## Provided records
//! Error types for the configuration cache

use thiserror::Error;
use warden_types::{GuildId, ValidationError};

/// Result type for cache backend operations
pub type CacheResult<T> = Result<T, CacheError>;

/// Result type for store fetches
pub type StoreResult<T> = Result<T, StoreError>;

/// Errors raised by a cache backend
#[derive(Debug, Error)]
pub enum CacheError {
    /// Backend could not be reached or rejected the operation
    #[error("Cache backend error: {0}")]
    Backend(String),

    /// Entry exists but does not decode
    #[error("Corrupt cache entry at {key}: {reason}")]
    Corrupt { key: String, reason: String },

    /// Value could not be encoded
    #[error("Serialization error: {0}")]
    Serialization(#[from] serde_json::Error),
}

/// Errors raised by the authoritative configuration store
#[derive(Debug, Clone, Error)]
pub enum StoreError {
    /// Guild has no configuration
    #[error("No configuration for {0}")]
    NotFound(GuildId),

    /// Store unreachable or returned a server error
    #[error("Store unavailable: {0}")]
    Unavailable(String),

    /// Payload did not validate
    #[error("Invalid configuration: {0}")]
    Invalid(String),
}

impl From<ValidationError> for StoreError {
    fn from(err: ValidationError) -> Self {
        StoreError::Invalid(err.to_string())
    }
}
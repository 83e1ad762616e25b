//! Timeout and bounded retry around every remediation call.

use async_trait::async_trait;
use serde::{Deserialize, Serialize};
use std::future::Future;
use std::sync::Arc;
use std::time::Duration;
use tracing::{debug, warn};
use warden_types::{ChannelId, GuildId, MessageId, RoleId, UserId};

use crate::api::{
    ChannelInfo, MessageInfo, NewRole, PermissionOverwrite, Presence, RemediationApi, RoleInfo,
};
use crate::error::{RemediationError, RemediationResult};

/// Default per-attempt timeout
pub const DEFAULT_CALL_TIMEOUT: Duration = Duration::from_secs(10);

/// Calls that create something new each time they take effect.
const NON_IDEMPOTENT: &[&str] = &[
    "send_message",
    "create_category",
    "create_text_channel",
    "create_role",
];

/// Whether repeating `op` after it took effect leaves the same result.
pub fn is_idempotent(op: &str) -> bool {
    !NON_IDEMPOTENT.contains(&op)
}

/// Exponential backoff for transient failures.
#[derive(Debug, Clone, Serialize, Deserialize)]
pub struct RetryPolicy {
    /// Total attempts, including the first
    pub max_attempts: u32,

    /// Delay before the second attempt (milliseconds)
    pub initial_delay_ms: u64,

    /// Upper bound on any single delay (milliseconds)
    pub max_delay_ms: u64,

    /// Backoff multiplier
    pub multiplier: f64,
}

impl Default for RetryPolicy {
    fn default() -> Self {
        Self {
            max_attempts: 3,
            initial_delay_ms: 250,
            max_delay_ms: 5_000,
            multiplier: 2.0,
        }
    }
}

impl RetryPolicy {
    /// No retries at all.
    pub fn none() -> Self {
        Self {
            max_attempts: 1,
            ..Self::default()
        }
    }

    /// Delay after the `attempt`-th failure (1-based).
    pub fn delay_for(&self, attempt: u32) -> Duration {
        let exponent = attempt.saturating_sub(1).min(32) as i32;
        let millis = (self.initial_delay_ms as f64) * self.multiplier.max(1.0).powi(exponent);
        let capped = millis.min(self.max_delay_ms as f64);
        Duration::from_millis(capped as u64)
    }
}

/// Wraps a [`RemediationApi`] with a per-attempt timeout and retry policy.
///
/// Only transient failures (timeout, rate limit, transport) are retried.
/// A rate limit waits for the server-provided delay instead of the backoff.
/// A timed-out call may still have been applied remotely, so calls that
/// create something are not retried after a timeout.
#[derive(Debug, Clone)]
pub struct RemediationClient {
    inner: Arc<dyn RemediationApi>,
    timeout: Duration,
    retry: RetryPolicy,
}

impl RemediationClient {
    pub fn new(inner: Arc<dyn RemediationApi>) -> Self {
        Self {
            inner,
            timeout: DEFAULT_CALL_TIMEOUT,
            retry: RetryPolicy::default(),
        }
    }

    pub fn with_timeout(mut self, timeout: Duration) -> Self {
        self.timeout = timeout;
        self
    }

    pub fn with_retry(mut self, retry: RetryPolicy) -> Self {
        self.retry = retry;
        self
    }

    pub fn retry_policy(&self) -> &RetryPolicy {
        &self.retry
    }

    async fn call<T, F, Fut>(&self, op: &'static str, mut attempt_fn: F) -> RemediationResult<T>
    where
        F: FnMut() -> Fut,
        Fut: Future<Output = RemediationResult<T>>,
    {
        let max_attempts = self.retry.max_attempts.max(1);
        let mut attempt = 1;
        loop {
            let result = match tokio::time::timeout(self.timeout, attempt_fn()).await {
                Ok(result) => result,
                Err(_) => Err(RemediationError::Timeout(self.timeout)),
            };

            let err = match result {
                Ok(value) => return Ok(value),
                Err(err) => err,
            };

            // A timed-out create may still have landed; repeating it duplicates.
            let repeatable = is_idempotent(op) || !matches!(err, RemediationError::Timeout(_));
            if err.is_transient() && !repeatable {
                warn!(op, error = %err, "Not repeating timed-out call");
                return Err(err);
            }
            if !err.is_transient() || attempt >= max_attempts {
                if err.is_transient() {
                    warn!(op, attempts = attempt, error = %err, "Remediation call gave up");
                }
                return Err(err);
            }

            let delay = match &err {
                RemediationError::RateLimited { retry_after } => *retry_after,
                _ => self.retry.delay_for(attempt),
            };
            debug!(op, attempt, delay_ms = delay.as_millis() as u64, error = %err, "Retrying remediation call");
            tokio::time::sleep(delay).await;
            attempt += 1;
        }
    }
}

#[async_trait]
impl RemediationApi for RemediationClient {
    async fn delete_message(
        &self,
        guild_id: GuildId,
        channel_id: ChannelId,
        message_id: MessageId,
    ) -> RemediationResult<()> {
        let api = &self.inner;
        self.call("delete_message", move || {
            api.delete_message(guild_id, channel_id, message_id)
        })
        .await
    }

    async fn send_message(
        &self,
        guild_id: GuildId,
        channel_id: ChannelId,
        content: &str,
    ) -> RemediationResult<MessageId> {
        let api = &self.inner;
        self.call("send_message", move || api.send_message(guild_id, channel_id, content))
            .await
    }

    async fn recent_messages(
        &self,
        guild_id: GuildId,
        channel_id: ChannelId,
        limit: usize,
    ) -> RemediationResult<Vec<MessageInfo>> {
        let api = &self.inner;
        self.call("recent_messages", move || {
            api.recent_messages(guild_id, channel_id, limit)
        })
        .await
    }

    async fn add_member_role(
        &self,
        guild_id: GuildId,
        user_id: UserId,
        role_id: RoleId,
    ) -> RemediationResult<()> {
        let api = &self.inner;
        self.call("add_member_role", move || {
            api.add_member_role(guild_id, user_id, role_id)
        })
        .await
    }

    async fn remove_member_role(
        &self,
        guild_id: GuildId,
        user_id: UserId,
        role_id: RoleId,
    ) -> RemediationResult<()> {
        let api = &self.inner;
        self.call("remove_member_role", move || {
            api.remove_member_role(guild_id, user_id, role_id)
        })
        .await
    }

    async fn member_roles(&self, guild_id: GuildId, user_id: UserId) -> RemediationResult<Vec<RoleId>> {
        let api = &self.inner;
        self.call("member_roles", move || api.member_roles(guild_id, user_id))
            .await
    }

    async fn timeout_member(
        &self,
        guild_id: GuildId,
        user_id: UserId,
        duration: Duration,
    ) -> RemediationResult<()> {
        let api = &self.inner;
        self.call("timeout_member", move || {
            api.timeout_member(guild_id, user_id, duration)
        })
        .await
    }

    async fn kick_member(
        &self,
        guild_id: GuildId,
        user_id: UserId,
        reason: Option<&str>,
    ) -> RemediationResult<()> {
        let api = &self.inner;
        self.call("kick_member", move || api.kick_member(guild_id, user_id, reason))
            .await
    }

    async fn ban_member(
        &self,
        guild_id: GuildId,
        user_id: UserId,
        reason: Option<&str>,
        delete_message_days: u8,
    ) -> RemediationResult<()> {
        let api = &self.inner;
        self.call("ban_member", move || {
            api.ban_member(guild_id, user_id, reason, delete_message_days)
        })
        .await
    }

    async fn channels(&self, guild_id: GuildId) -> RemediationResult<Vec<ChannelInfo>> {
        let api = &self.inner;
        self.call("channels", move || api.channels(guild_id)).await
    }

    async fn create_category(
        &self,
        guild_id: GuildId,
        name: &str,
        position: i32,
    ) -> RemediationResult<ChannelInfo> {
        let api = &self.inner;
        self.call("create_category", move || {
            api.create_category(guild_id, name, position)
        })
        .await
    }

    async fn create_text_channel(
        &self,
        guild_id: GuildId,
        name: &str,
        parent_id: Option<ChannelId>,
    ) -> RemediationResult<ChannelInfo> {
        let api = &self.inner;
        self.call("create_text_channel", move || {
            api.create_text_channel(guild_id, name, parent_id)
        })
        .await
    }

    async fn delete_channel(&self, guild_id: GuildId, channel_id: ChannelId) -> RemediationResult<()> {
        let api = &self.inner;
        self.call("delete_channel", move || api.delete_channel(guild_id, channel_id))
            .await
    }

    async fn set_channel_overwrites(
        &self,
        guild_id: GuildId,
        channel_id: ChannelId,
        overwrites: &[PermissionOverwrite],
    ) -> RemediationResult<()> {
        let api = &self.inner;
        self.call("set_channel_overwrites", move || {
            api.set_channel_overwrites(guild_id, channel_id, overwrites)
        })
        .await
    }

    async fn roles(&self, guild_id: GuildId) -> RemediationResult<Vec<RoleInfo>> {
        let api = &self.inner;
        self.call("roles", move || api.roles(guild_id)).await
    }

    async fn create_role(&self, guild_id: GuildId, role: &NewRole) -> RemediationResult<RoleInfo> {
        let api = &self.inner;
        self.call("create_role", move || api.create_role(guild_id, role))
            .await
    }

    async fn modify_role(
        &self,
        guild_id: GuildId,
        role_id: RoleId,
        role: &NewRole,
    ) -> RemediationResult<RoleInfo> {
        let api = &self.inner;
        self.call("modify_role", move || api.modify_role(guild_id, role_id, role))
            .await
    }

    async fn modify_role_position(
        &self,
        guild_id: GuildId,
        role_id: RoleId,
        position: i32,
    ) -> RemediationResult<()> {
        let api = &self.inner;
        self.call("modify_role_position", move || {
            api.modify_role_position(guild_id, role_id, position)
        })
        .await
    }

    async fn guild_owner(&self, guild_id: GuildId) -> RemediationResult<UserId> {
        let api = &self.inner;
        self.call("guild_owner", move || api.guild_owner(guild_id)).await
    }

    async fn current_user(&self) -> RemediationResult<UserId> {
        let api = &self.inner;
        self.call("current_user", move || api.current_user()).await
    }

    async fn update_presence(&self, presence: &Presence) -> RemediationResult<()> {
        let api = &self.inner;
        self.call("update_presence", move || api.update_presence(presence))
            .await
    }
}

## Problem description
Check each line above for "NewRole" and return the ones that have it.

## Written answer
    ChannelInfo, MessageInfo, NewRole, PermissionOverwrite, Presence, RemediationApi, RoleInfo,
    async fn create_role(&self, guild_id: GuildId, role: &NewRole) -> RemediationResult<RoleInfo> {
        role: &NewRole,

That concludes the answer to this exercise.